(Stored records)
----------
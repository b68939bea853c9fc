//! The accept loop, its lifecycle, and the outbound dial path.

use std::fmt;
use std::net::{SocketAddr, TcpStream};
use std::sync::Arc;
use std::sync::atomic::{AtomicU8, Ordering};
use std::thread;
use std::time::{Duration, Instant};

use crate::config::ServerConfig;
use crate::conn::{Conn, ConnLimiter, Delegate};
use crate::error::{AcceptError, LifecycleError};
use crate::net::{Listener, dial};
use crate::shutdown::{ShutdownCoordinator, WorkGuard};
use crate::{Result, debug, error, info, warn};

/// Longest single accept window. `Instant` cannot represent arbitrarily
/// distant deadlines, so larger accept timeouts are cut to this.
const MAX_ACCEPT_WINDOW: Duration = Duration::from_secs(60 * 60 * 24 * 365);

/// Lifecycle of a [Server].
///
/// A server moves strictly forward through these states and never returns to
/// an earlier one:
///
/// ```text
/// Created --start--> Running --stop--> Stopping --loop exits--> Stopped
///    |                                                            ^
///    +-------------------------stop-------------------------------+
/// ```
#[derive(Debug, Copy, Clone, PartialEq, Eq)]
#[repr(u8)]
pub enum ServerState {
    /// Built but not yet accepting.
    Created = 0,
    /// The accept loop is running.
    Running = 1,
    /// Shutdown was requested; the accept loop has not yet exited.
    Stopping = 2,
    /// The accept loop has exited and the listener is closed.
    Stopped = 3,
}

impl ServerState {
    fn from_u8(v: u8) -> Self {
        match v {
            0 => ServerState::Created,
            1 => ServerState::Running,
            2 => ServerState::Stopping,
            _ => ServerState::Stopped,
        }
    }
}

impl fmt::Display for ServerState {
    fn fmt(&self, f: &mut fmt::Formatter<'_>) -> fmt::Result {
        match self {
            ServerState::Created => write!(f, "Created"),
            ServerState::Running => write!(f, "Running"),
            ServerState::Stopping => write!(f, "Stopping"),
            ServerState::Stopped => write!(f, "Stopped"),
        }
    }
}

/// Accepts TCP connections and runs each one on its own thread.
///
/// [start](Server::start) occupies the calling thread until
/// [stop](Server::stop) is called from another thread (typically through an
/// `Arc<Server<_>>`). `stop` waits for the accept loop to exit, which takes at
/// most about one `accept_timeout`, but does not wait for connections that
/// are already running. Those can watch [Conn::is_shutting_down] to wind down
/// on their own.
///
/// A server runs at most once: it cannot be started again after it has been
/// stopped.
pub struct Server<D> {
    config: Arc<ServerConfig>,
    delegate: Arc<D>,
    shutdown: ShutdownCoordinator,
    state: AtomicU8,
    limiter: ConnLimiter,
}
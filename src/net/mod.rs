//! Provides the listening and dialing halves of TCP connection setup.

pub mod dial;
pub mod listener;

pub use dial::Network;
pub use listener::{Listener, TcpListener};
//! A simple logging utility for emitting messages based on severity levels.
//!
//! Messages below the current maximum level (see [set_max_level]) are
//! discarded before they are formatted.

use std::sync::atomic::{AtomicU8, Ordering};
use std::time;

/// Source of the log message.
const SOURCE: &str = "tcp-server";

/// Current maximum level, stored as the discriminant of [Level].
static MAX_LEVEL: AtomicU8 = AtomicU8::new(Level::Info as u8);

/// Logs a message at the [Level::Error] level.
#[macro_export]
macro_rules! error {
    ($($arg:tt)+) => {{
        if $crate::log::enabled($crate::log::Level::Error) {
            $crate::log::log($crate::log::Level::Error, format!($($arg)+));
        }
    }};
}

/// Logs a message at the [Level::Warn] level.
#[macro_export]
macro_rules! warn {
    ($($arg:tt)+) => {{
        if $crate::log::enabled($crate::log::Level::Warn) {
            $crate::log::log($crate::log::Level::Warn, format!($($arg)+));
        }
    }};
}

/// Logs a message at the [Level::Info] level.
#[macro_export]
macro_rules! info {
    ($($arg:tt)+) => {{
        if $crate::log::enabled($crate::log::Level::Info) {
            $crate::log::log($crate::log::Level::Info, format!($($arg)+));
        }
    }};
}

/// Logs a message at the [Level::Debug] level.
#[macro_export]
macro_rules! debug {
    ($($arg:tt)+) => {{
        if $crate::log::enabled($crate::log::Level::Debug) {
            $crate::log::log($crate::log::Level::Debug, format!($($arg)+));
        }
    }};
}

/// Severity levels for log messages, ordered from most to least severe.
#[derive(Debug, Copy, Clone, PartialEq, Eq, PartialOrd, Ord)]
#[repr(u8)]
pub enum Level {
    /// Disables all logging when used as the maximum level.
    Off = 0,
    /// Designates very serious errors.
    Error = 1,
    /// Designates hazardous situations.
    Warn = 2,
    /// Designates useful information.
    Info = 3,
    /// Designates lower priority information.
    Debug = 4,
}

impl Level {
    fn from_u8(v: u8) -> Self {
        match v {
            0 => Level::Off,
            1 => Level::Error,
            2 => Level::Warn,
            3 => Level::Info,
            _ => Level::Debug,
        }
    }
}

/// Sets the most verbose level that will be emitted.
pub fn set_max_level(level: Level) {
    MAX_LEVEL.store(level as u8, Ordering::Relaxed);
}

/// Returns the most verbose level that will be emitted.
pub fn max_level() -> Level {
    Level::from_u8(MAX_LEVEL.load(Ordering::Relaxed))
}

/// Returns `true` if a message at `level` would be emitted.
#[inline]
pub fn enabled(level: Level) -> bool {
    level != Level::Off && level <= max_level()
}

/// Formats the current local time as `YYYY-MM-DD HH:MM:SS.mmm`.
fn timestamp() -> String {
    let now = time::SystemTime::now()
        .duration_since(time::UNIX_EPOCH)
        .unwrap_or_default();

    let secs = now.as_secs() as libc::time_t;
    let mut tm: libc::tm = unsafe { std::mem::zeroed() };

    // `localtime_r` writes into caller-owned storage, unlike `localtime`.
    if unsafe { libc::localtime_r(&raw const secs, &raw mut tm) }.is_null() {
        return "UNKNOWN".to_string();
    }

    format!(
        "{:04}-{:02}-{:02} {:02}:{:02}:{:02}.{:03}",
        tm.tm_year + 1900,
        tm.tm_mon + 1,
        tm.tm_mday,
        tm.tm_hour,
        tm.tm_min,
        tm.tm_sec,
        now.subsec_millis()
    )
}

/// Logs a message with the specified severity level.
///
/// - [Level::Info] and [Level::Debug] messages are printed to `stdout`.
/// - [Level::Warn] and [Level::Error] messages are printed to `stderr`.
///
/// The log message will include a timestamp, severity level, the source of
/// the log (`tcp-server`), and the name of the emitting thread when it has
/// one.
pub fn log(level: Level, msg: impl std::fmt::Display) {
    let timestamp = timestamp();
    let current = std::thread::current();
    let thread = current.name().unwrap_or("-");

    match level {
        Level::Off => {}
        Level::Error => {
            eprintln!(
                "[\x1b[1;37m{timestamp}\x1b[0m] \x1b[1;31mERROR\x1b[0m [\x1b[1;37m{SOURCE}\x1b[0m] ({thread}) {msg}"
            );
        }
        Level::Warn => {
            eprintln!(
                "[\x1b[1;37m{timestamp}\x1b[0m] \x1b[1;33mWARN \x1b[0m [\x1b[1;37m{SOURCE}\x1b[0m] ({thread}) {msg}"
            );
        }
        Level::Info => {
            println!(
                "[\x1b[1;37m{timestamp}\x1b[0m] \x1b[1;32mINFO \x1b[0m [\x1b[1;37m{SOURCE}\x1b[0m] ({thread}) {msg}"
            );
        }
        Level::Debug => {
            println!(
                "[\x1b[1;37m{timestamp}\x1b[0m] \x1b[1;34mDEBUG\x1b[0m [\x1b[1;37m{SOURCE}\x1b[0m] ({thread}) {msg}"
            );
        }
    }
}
----------
### Exercise description
Give the records above again, word for word.

### Expected output
repository b68939bea853c9fc
//! The accept loop, its lifecycle, and the outbound dial path.

use std::fmt;
use std::net::{SocketAddr, TcpStream};
use std::sync::Arc;
use std::sync::atomic::{AtomicU8, Ordering};
use std::thread;
use std::time::{Duration, Instant};

use crate::config::ServerConfig;
use crate::conn::{Conn, ConnLimiter, Delegate};
use crate::error::{AcceptError, LifecycleError};
use crate::net::{Listener, dial};
use crate::shutdown::{ShutdownCoordinator, WorkGuard};
use crate::{Result, debug, error, info, warn};

/// Longest single accept window. `Instant` cannot represent arbitrarily
/// distant deadlines, so larger accept timeouts are cut to this.
const MAX_ACCEPT_WINDOW: Duration = Duration::from_secs(60 * 60 * 24 * 365);

/// Lifecycle of a [Server].
///
/// A server moves strictly forward through these states and never returns to
/// an earlier one:
///
/// ```text
/// Created --start--> Running --stop--> Stopping --loop exits--> Stopped
///    |                                                            ^
///    +-------------------------stop-------------------------------+
/// ```
#[derive(Debug, Copy, Clone, PartialEq, Eq)]
#[repr(u8)]
pub enum ServerState {
    /// Built but not yet accepting.
    Created = 0,
    /// The accept loop is running.
    Running = 1,
    /// Shutdown was requested; the accept loop has not yet exited.
    Stopping = 2,
    /// The accept loop has exited and the listener is closed.
    Stopped = 3,
}

impl ServerState {
    fn from_u8(v: u8) -> Self {
        match v {
            0 => ServerState::Created,
            1 => ServerState::Running,
            2 => ServerState::Stopping,
            _ => ServerState::Stopped,
        }
    }
}

impl fmt::Display for ServerState {
    fn fmt(&self, f: &mut fmt::Formatter<'_>) -> fmt::Result {
        match self {
            ServerState::Created => write!(f, "Created"),
            ServerState::Running => write!(f, "Running"),
            ServerState::Stopping => write!(f, "Stopping"),
            ServerState::Stopped => write!(f, "Stopped"),
        }
    }
}

/// Accepts TCP connections and runs each one on its own thread.
///
/// [start](Server::start) occupies the calling thread until
/// [stop](Server::stop) is called from another thread (typically through an
/// `Arc<Server<_>>`). `stop` waits for the accept loop to exit, which takes at
/// most about one `accept_timeout`, but does not wait for connections that
/// are already running. Those can watch [Conn::is_shutting_down] to wind down
/// on their own.
///
/// A server runs at most once: it cannot be started again after it has been
/// stopped.
pub struct Server<D> {
    config: Arc<ServerConfig>,
    delegate: Arc<D>,
    shutdown: ShutdownCoordinator,
    state: AtomicU8,
    limiter: ConnLimiter,
}
filename src/net/mod.rs
//! Provides the listening and dialing halves of TCP connection setup.

pub mod dial;
pub mod listener;

pub use dial::Network;
pub use listener::{Listener, TcpListener};
//! A simple logging utility for emitting messages based on severity levels.
//!
//! Messages below the current maximum level (see [set_max_level]) are
//! discarded before they are formatted.

use std::sync::atomic::{AtomicU8, Ordering};
use std::time;

/// Source of the log message.
const SOURCE: &str = "tcp-server";

/// Current maximum level, stored as the discriminant of [Level].
static MAX_LEVEL: AtomicU8 = AtomicU8::new(Level::Info as u8);

/// Logs a message at the [Level::Error] level.
#[macro_export]
macro_rules! error {
    ($($arg:tt)+) => {{
        if $crate::log::enabled($crate::log::Level::Error) {
            $crate::log::log($crate::log::Level::Error, format!($($arg)+));
        }
    }};
}

/// Logs a message at the [Level::Warn] level.
#[macro_export]
macro_rules! warn {
    ($($arg:tt)+) => {{
        if $crate::log::enabled($crate::log::Level::Warn) {
            $crate::log::log($crate::log::Level::Warn, format!($($arg)+));
        }
    }};
}

/// Logs a message at the [Level::Info] level.
#[macro_export]
macro_rules! info {
    ($($arg:tt)+) => {{
        if $crate::log::enabled($crate::log::Level::Info) {
            $crate::log::log($crate::log::Level::Info, format!($($arg)+));
        }
    }};
}

/// Logs a message at the [Level::Debug] level.
#[macro_export]
macro_rules! debug {
    ($($arg:tt)+) => {{
        if $crate::log::enabled($crate::log::Level::Debug) {
            $crate::log::log($crate::log::Level::Debug, format!($($arg)+));
        }
    }};
}

/// Severity levels for log messages, ordered from most to least severe.
#[derive(Debug, Copy, Clone, PartialEq, Eq, PartialOrd, Ord)]
#[repr(u8)]
pub enum Level {
    /// Disables all logging when used as the maximum level.
    Off = 0,
    /// Designates very serious errors.
    Error = 1,
    /// Designates hazardous situations.
    Warn = 2,
    /// Designates useful information.
    Info = 3,
    /// Designates lower priority information.
    Debug = 4,
}

impl Level {
    fn from_u8(v: u8) -> Self {
        match v {
            0 => Level::Off,
            1 => Level::Error,
            2 => Level::Warn,
            3 => Level::Info,
            _ => Level::Debug,
        }
    }
}

/// Sets the most verbose level that will be emitted.
pub fn set_max_level(level: Level) {
    MAX_LEVEL.store(level as u8, Ordering::Relaxed);
}

/// Returns the most verbose level that will be emitted.
pub fn max_level() -> Level {
    Level::from_u8(MAX_LEVEL.load(Ordering::Relaxed))
}

/// Returns `true` if a message at `level` would be emitted.
#[inline]
pub fn enabled(level: Level) -> bool {
    level != Level::Off && level <= max_level()
}

/// Formats the current local time as `YYYY-MM-DD HH:MM:SS.mmm`.
fn timestamp() -> String {
    let now = time::SystemTime::now()
        .duration_since(time::UNIX_EPOCH)
        .unwrap_or_default();

    let secs = now.as_secs() as libc::time_t;
    let mut tm: libc::tm = unsafe { std::mem::zeroed() };

    // `localtime_r` writes into caller-owned storage, unlike `localtime`.
    if unsafe { libc::localtime_r(&raw const secs, &raw mut tm) }.is_null() {
        return "UNKNOWN".to_string();
    }

    format!(
        "{:04}-{:02}-{:02} {:02}:{:02}:{:02}.{:03}",
        tm.tm_year + 1900,
        tm.tm_mon + 1,
        tm.tm_mday,
        tm.tm_hour,
        tm.tm_min,
        tm.tm_sec,
        now.subsec_millis()
    )
}

/// Logs a message with the specified severity level.
///
/// - [Level::Info] and [Level::Debug] messages are printed to `stdout`.
/// - [Level::Warn] and [Level::Error] messages are printed to `stderr`.
///
/// The log message will include a timestamp, severity level, the source of
/// the log (`tcp-server`), and the name of the emitting thread when it has
/// one.
pub fn log(level: Level, msg: impl std::fmt::Display) {
    let timestamp = timestamp();
    let current = std::thread::current();
    let thread = current.name().unwrap_or("-");

    match level {
        Level::Off => {}
        Level::Error => {
            eprintln!(
                "[\x1b[1;37m{timestamp}\x1b[0m] \x1b[1;31mERROR\x1b[0m [\x1b[1;37m{SOURCE}\x1b[0m] ({thread}) {msg}"
            );
        }
        Level::Warn => {
            eprintln!(
                "[\x1b[1;37m{timestamp}\x1b[0m] \x1b[1;33mWARN \x1b[0m [\x1b[1;37m{SOURCE}\x1b[0m] ({thread}) {msg}"
            );
        }
        Level::Info => {
            println!(
                "[\x1b[1;37m{timestamp}\x1b[0m] \x1b[1;32mINFO \x1b[0m [\x1b[1;37m{SOURCE}\x1b[0m] ({thread}) {msg}"
            );
        }
        Level::Debug => {
            println!(
                "[\x1b[1;37m{timestamp}\x1b[0m] \x1b[1;34mDEBUG\x1b[0m [\x1b[1;37m{SOURCE}\x1b[0m] ({thread}) {msg}"
            );
        }
    }
}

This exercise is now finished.